Story by Jacob O’Gara
Photo provided by Kanye West
My Beautiful Dark Twisted Fantasy isn’t the kind of album you hear or “feel,” but see. It rouses a sort of Kanye-inspired synesthesia, a neurological anomaly where one starts “seeing sounds,” to borrow from Pharrell Williams. Kanye West paints his soundscapes with broad strokes of red, purple, and blue, generous drizzles of gold, and ribbons of black. In other words, the colors of royalty, grandeur, bigness. Following the wintry, minimalist 808s & Heartbreak, West aimed for the Milky Way, and it paid off. M.B.D.T.F. is a work of art that transcends genre and form. If you’re looking for an analogue, forget other hip-hop albums. Start with Ken Adam’s volcano-lair set for the James Bond film You Only Live Twice or maybe the Hanging Gardens of Babylon, the ancient terraces built by King Nebuchadnezzar to satisfy his wife and his ego.
However, to write off M.B.D.T.F. as a mere ego trip would be a mistake. Of course, like his Twitter feed and his diamond-encrusted dentures and everything else he does, West’s ego—that goading specter that seems to sit on both his shoulders—was certainly engaged in the recording booth. But unlike Graduation, which sagged under the weight of that ego, M.B.D.T.F. is uplifted by it. In the former album, West stumbled through his world of “drunk and hot girls,” Maybachs, and drinking champagne on airplanes without a wisp of self-awareness. In M.B.D.T.F., he recognizes the absurdity of his persona and asks us to join him in a “toast to the douchebags.” Call it (relative) maturity.

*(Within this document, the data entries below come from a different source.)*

//! Arbitrary bytes through every decoder.
//!
//! Decoding must never panic, and whatever decodes must survive a
//! re-encode unchanged. The alert stream buffer gets the same bytes split
//! at an input-chosen point.

#![no_main]

use libfuzzer_sys::fuzz_target;
use nms_proto::{
    AlertDatagram, AlertFrameBuffer, Datagram, NetTaskDatagram, NetflowDatagram,
    payloads::{MetricsReport, TaskSpec, decode_cbor},
};

fn check<D: Datagram + PartialEq + std::fmt::Debug>(data: &[u8]) {
    if let Ok(datagram) = D::decode(data) {
        let encoded = datagram.encode().expect("decoded datagram must re-encode");
        let again = D::decode(&encoded).expect("re-encoded datagram must decode");
        assert_eq!(datagram, again);
    }
}

fuzz_target!(|data: &[u8]| {
    check::<NetflowDatagram>(data);
    check::<NetTaskDatagram>(data);
    check::<AlertDatagram>(data);

    let _ = decode_cbor::<TaskSpec>(data);
    let _ = decode_cbor::<MetricsReport>(data);

    let split = data.first().map_or(0, |&b| usize::from(b)).min(data.len());
    let mut buffer = AlertFrameBuffer::new();
    let mut decoded = 0usize;
    for chunk in [&data[..split], &data[split..]] {
        match buffer.push(chunk) {
            Ok(datagrams) => decoded += datagrams.len(),
            Err(_) => return,
        }
    }
    assert!(decoded <= data.len());
});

Call it a comeback.
The year preceding the release of M.B.D.T.F. was Kanye West’s annus horribilis: Trey Parker and Matt Stone called him a “gay fish” in an episode of South Park; he was Swift-boated by the American press and public after his drunken stage-crashing and mic-swiping incident at the VMAs. That orgiastic display of hostility and vicarious hurt feelings toward West worked its way up to the White House, where President Barack Obama called him a “jackass” in an off-the-record comment. While promoting his memoir, former president George W. Bush said that West’s statement in 2005 following Hurricane Katrina (the memorable “George Bush doesn’t care about black people”) was “one of the most disgusting moments” of his eight years in the Oval Office.
And so hated on by two presidents, satirized by Parker/Stone, and deplored by a nation of Taylor Swift sympathizers, Kanye West had no place to go but up.

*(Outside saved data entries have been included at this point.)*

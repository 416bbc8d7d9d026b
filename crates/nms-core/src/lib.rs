//! Fleet protocol core logic
//!
//! Pure state machines for the monitoring fleet: key exchange, sessions,
//! sequence tracking and the four endpoints that drive them. Nothing in this
//! crate opens a socket or reads the clock on its own.
//!
//! # Architecture
//!
//! ```text
//!      ┌────────────────────────────────┐
//!      │ nms-core                       │
//!      │ - Handshake / session          │
//!      │ - Agent, Collector, FlowPeer   │
//!      │ - AlertDesk                    │
//!      └────────────────────────────────┘
//!         ↓                        ↓
//! ┌──────────────────┐  ┌──────────────────┐
//! │ nms-harness      │  │ tokio transports │
//! │ (Turmoil)        │  │ (transport.rs)   │
//! │ - Virtual time   │  │ - Real sockets   │
//! │ - Seeded RNG     │  │ - System clock   │
//! │ - Fault inject   │  │ - OS entropy     │
//! └──────────────────┘  └──────────────────┘
//! ```
//!
//! # Key Principles
//!
//! - No I/O in state machines: endpoints return actions, drivers perform
//!   them
//! - Environment trait: randomness (keys, salts, nonces) comes from an
//!   [`env::Environment`], time is passed in
//! - No sealed payload without a [`session::Session`], and no session
//!   without a verified challenge
//!
//! # Modules
//!
//! - [`crypto`]: X25519, HKDF key schedule, address-bound challenges
//! - [`handshake`]: initiator and responder state machines
//! - [`session`]: AES-256-GCM sealing with desync detection
//! - [`sequence`]: per-direction numbering and the receive window
//! - [`channel`]: NetTask numbering plus typed payload sealing
//! - [`agent`], [`collector`]: the NetTask endpoints
//! - [`flow`]: the Netflow peer
//! - [`alert`]: AlertFlow over a stream
//! - [`transport`]: datagram and stream transport traits

#![forbid(unsafe_code)]
#![deny(missing_docs)]

pub mod agent;
pub mod alert;
pub mod channel;
pub mod collector;
pub mod config;
pub mod crypto;
pub mod env;
pub mod error;
pub mod flow;
pub mod handshake;
pub mod sequence;
pub mod session;
pub mod transport;

pub use agent::{Agent, AgentAction, AgentConfig};
pub use alert::{AlertAction, AlertDesk, raise_alert};
pub use collector::{Collector, CollectorAction, CollectorConfig};
pub use config::LinkConfig;
pub use env::{Environment, SystemEnv};
pub use error::{CryptoError, ErrorClass, HandshakeError, LinkError, Result, SequenceError};
pub use flow::{FlowAction, FlowPeer, FlowRole};
pub use handshake::{HandshakeState, Initiator, Responder};
pub use session::Session;

#[cfg(test)]
pub(crate) mod testing {
    use std::net::{Ipv4Addr, SocketAddr};

    use crate::{
        env::SystemEnv,
        handshake::{Initiator, Responder},
        session::Session,
    };

    /// Run an honest handshake and return `(initiator, responder)` sessions
    pub(crate) fn session_pair() -> (Session, Session) {
        let env = SystemEnv;
        let initiator_addr = SocketAddr::from((Ipv4Addr::new(10, 0, 0, 2), 40_000));
        let responder_addr = SocketAddr::from((Ipv4Addr::new(10, 0, 0, 1), 9000));

        let mut initiator = Initiator::new(&env, 3);
        let mut responder = Responder::new(&env, 3);

        let offer = initiator.offer().unwrap();
        let challenge = responder.on_offer(&env, &offer, initiator_addr).unwrap();
        let (response, initiator_session) =
            initiator.on_challenge(&challenge, initiator_addr, responder_addr).unwrap();
        let responder_session = responder.on_response(&response, initiator_addr).unwrap();

        (initiator_session, responder_session)
    }
}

And up he went. One of the most striking aspects of M.B.D.T.F. is that it’s an album rather than just a collection of singles. Thinking about the key tracks of the album, songs like “Gorgeous,” “All Of The Lights,” “Monster,” “Runaway,” “Hell Of A Life,” “Blame Game,” and “Lost In The World” spring to mind—that’s about half the album. On their own, these songs are great, but weaved together, they’re superb. In the iTunes era, it’s rather bold of West to create a work that’s this cohesive, that demands to be taken as a whole and requires undivided attention.
In Batman (the 1989 version) there’s a scene where the Joker, played by Jack Nicholson, bursts into an art gallery with his goons and proceeds to knock down, slash, and splatter paint on all of the artwork in the room. The Joker is Kanye West. The art gallery is hip-hop.
M.B.D.T.F. is the culmination of the promise that is West, who represents both the pinnacle and the betrayal of the genre and of those MCs who fought on the West Coast/East Coast battlegrounds in the 1990s. Along with Jay-Z and Eminem, Kanye West pushed hip-hop from the edges of the music world to the center. In the early 2000s, under his watch, hip-hop became pop. Now in the new decade, West has released an album that serves to demolish any remaining alcoves in the gallery of rap. M.B.D.T.F. transcends hip-hop by stomping on it first.
It’s appropriate that in the fall of 2009, West was going to tour with Lady Gaga, another artist who strives to be the endpoint of popular music. West might be more successful though. Lady Gaga is Frankenstein – she’s murdering pop by cannibalizing from its history, creating herself out of other parts. Kanye West is Samson from the Biblical myth – he’s willing to destroy himself, or at least destroy his previous College Dropout incarnation, if it also means bringing down the temple of hip-hop. And emerging from the rubble and ashes, reborn.
The king is dead. Long live the king.